A campaign of bombings and death threats aimed at Libyan government targets is being blamed on armed Islamist extremists, including the city’s most powerful militia, the Abu Slim Martyrs Brigade, whose ideology residents say is akin to al-Qaeda’s.

What is unfolding here may be the most extreme example of the confrontation underway across Libya, underscoring just how deeply the fundamentalists have sown their seeds in the security vacuum that has defined Libya since the fall of Moammar Gaddafi last September.

The extremists have continued to operate here despite the popular backlash that followed last month’s attack in Benghazi, 156 miles to the west, and despite fears of possible retaliation by the United States, whose unmanned drone aircraft can now be heard humming overhead almost every day.

For now, the militants appear to have taken cover in urban homes and farms in the remote Green Mountains that surround the city. But officials say the local government remains powerless to stop them, even as the extremists push their ideology just as fervently as before.

“No one will stop anyone from doing anything,” said Fathalla al-Awam, the head of the largely toothless local council, and militants are free to come and go from the city and surrounding areas as they please. “There’s no police, no army and no militias. Nothing. It’s an open city from east and west.’’

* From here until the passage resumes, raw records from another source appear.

#![forbid(unsafe_code)]

use std::sync::Arc;
use std::time::Duration;

use spill_addin::{Addin, AddinConfig};
use spill_core::{Area, RangeRef};
use spill_host::{HostValue, MemHost};

async fn wait_until(mut cond: impl FnMut() -> bool) {
    for _ in 0..200 {
        if cond() {
            return;
        }
        tokio::time::sleep(Duration::from_millis(5)).await;
    }
    panic!("condition not reached within deadline");
}

fn started(host: &Arc<MemHost>) -> Arc<Addin> {
    Addin::start(host.clone() as Arc<dyn spill_host::SheetHost>, AddinConfig::default()).unwrap()
}

#[tokio::test]
async fn absent_argument_spills_default_items() {
    let host = Arc::new(MemHost::new());
    let addin = started(&host);
    host.set_caller(RangeRef::single(1, 5, 2));

    let ack = addin.on_request(&HostValue::Missing);
    assert_eq!(ack, HostValue::Text(String::new()));

    wait_until(|| host.set_count() == 2).await;
    assert_eq!(host.formula_at(1, 6, 2).as_deref(), Some("=URTD(\"EUR\")"));
    assert_eq!(host.formula_at(1, 7, 2).as_deref(), Some("=URTD(\"GBP\")"));
    assert_eq!(host.open_temps(), 0);
    addin.shutdown().await;
}

#[tokio::test]
async fn duplicate_request_is_suppressed_and_change_is_not() {
    let host = Arc::new(MemHost::new());
    let addin = started(&host);
    host.set_caller(RangeRef::single(1, 5, 2));

    addin.on_request(&HostValue::Missing);
    wait_until(|| host.set_count() == 2).await;

    // Same origin, same items: nothing new reaches the document.
    addin.on_request(&HostValue::Missing);
    tokio::time::sleep(Duration::from_millis(50)).await;
    assert_eq!(host.set_count(), 2);
    assert_eq!(addin.pending_jobs(), 0);

    // Changed items from the same origin go through.
    addin.on_request(&HostValue::Text("JPY".into()));
    wait_until(|| host.set_count() == 3).await;
    assert_eq!(host.formula_at(1, 6, 2).as_deref(), Some("=URTD(\"JPY\")"));
    assert_eq!(host.open_temps(), 0);
    addin.shutdown().await;
}

#[tokio::test]
async fn array_argument_coerces_each_cell_in_order() {
    let host = Arc::new(MemHost::new());
    let addin = started(&host);
    host.set_caller(RangeRef::single(2, 0, 0));

    let arg = HostValue::Array {
        rows: 2,
        cols: 2,
        values: vec![
            HostValue::Text("EUR".into()),
            HostValue::Number(7.0),
            HostValue::Missing,
            HostValue::Bool(true),
        ],
    };
    addin.on_request(&arg);

    wait_until(|| host.set_count() == 3).await;
    assert_eq!(host.formula_at(2, 1, 0).as_deref(), Some("=URTD(\"EUR\")"));
    assert_eq!(host.formula_at(2, 2, 0).as_deref(), Some("=URTD(\"7\")"));
    assert_eq!(host.formula_at(2, 3, 0).as_deref(), Some("=URTD(\"TRUE\")"));
    addin.shutdown().await;
}

#[tokio::test]
async fn non_range_caller_is_ignored() {
    let host = Arc::new(MemHost::new());
    let addin = started(&host);
    host.set_caller_value(Some(HostValue::Text("toolbar".into())));

    let ack = addin.on_request(&HostValue::Missing);
    assert_eq!(ack, HostValue::Text(String::new()));
    tokio::time::sleep(Duration::from_millis(50)).await;
    assert_eq!(host.set_count(), 0);
    assert_eq!(addin.pending_jobs(), 0);
    assert_eq!(host.open_temps(), 0);
    addin.shutdown().await;
}

#[tokio::test]
async fn missing_caller_is_ignored() {
    let host = Arc::new(MemHost::new());
    let addin = started(&host);

    addin.on_request(&HostValue::Missing);
    tokio::time::sleep(Duration::from_millis(50)).await;
    assert_eq!(host.set_count(), 0);
    assert_eq!(host.open_temps(), 0);
    addin.shutdown().await;
}

#[tokio::test]
async fn zero_cell_caller_is_ignored() {
    let host = Arc::new(MemHost::new());
    let addin = started(&host);
    let mut degenerate = RangeRef::single(1, 5, 2);
    degenerate.areas[0] = Area::rect(5, 2, 4, 2);
    host.set_caller(degenerate);

    addin.on_request(&HostValue::Missing);
    tokio::time::sleep(Duration::from_millis(50)).await;
    assert_eq!(host.set_count(), 0);
    assert_eq!(host.open_temps(), 0);
    addin.shutdown().await;
}

#[tokio::test]
async fn unsafe_document_drops_jobs_but_dedup_still_advances() {
    let host = Arc::new(MemHost::new());
    let addin = started(&host);
    host.set_caller(RangeRef::single(1, 5, 2));
    host.set_safe(false);

    addin.on_request(&HostValue::Missing);
    wait_until(|| addin.pending_jobs() == 0).await;
    tokio::time::sleep(Duration::from_millis(50)).await;
    assert_eq!(host.set_count(), 0);
    assert_eq!(host.open_temps(), 0);

    // The request was accepted (and dropped at the gate), so an identical
    // recalculation is suppressed even though nothing was injected.
    addin.on_request(&HostValue::Missing);
    tokio::time::sleep(Duration::from_millis(50)).await;
    assert_eq!(host.set_count(), 0);
    assert_eq!(addin.pending_jobs(), 0);
    addin.shutdown().await;
}

#[tokio::test]
async fn registration_happens_at_startup_and_shutdown_is_idempotent() {
    let host = Arc::new(MemHost::new());
    let addin = started(&host);

    let specs = host.registered();
    assert_eq!(specs.len(), 1);
    assert_eq!(specs[0].export, "SPILL");
    assert_eq!(specs[0].arg_name, "items");

    addin.shutdown().await;
    addin.shutdown().await;
}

Some Libyans say the extremist views are held much more broadly than just among the Islamist militias themselves, a fact they said the United States has failed to understand in the wake of the Benghazi attack. Not all of the extremists in Darna or elsewhere in Libya belong to a group, they said. But those who share al-Qaeda’s ideology are many, they said, and that creates ample opportunity for recruitment.

“It’s a way of thinking,” said Saad Belgassim, who used to work as a bureaucrat in Darna’s now defunct court system. “They kidnap people like they do in Afghanistan. They delude young people and send them off to bomb themselves.”

In some ways, the sway that Islamists hold here is not a surprise. Neglected, conservative and desperately poor under Gaddafi, Darna stood out for its fierce Islamist resistance to the old regime — and for sending more jihadists to Iraq during the U.S. occupation than any other place in Libya.

The latest bombing here came early Thursday morning, when an explosion ripped through a building on the city’s eastern outskirts that local authorities had hoped to use to support a new security force. Often, the locals say, the target is a car belonging to an official or journalist who has dared to defy the militias. A newly appointed police chief was slain in broad daylight last March with a quick round of bullets to the back as he filled up his tank at the gas station.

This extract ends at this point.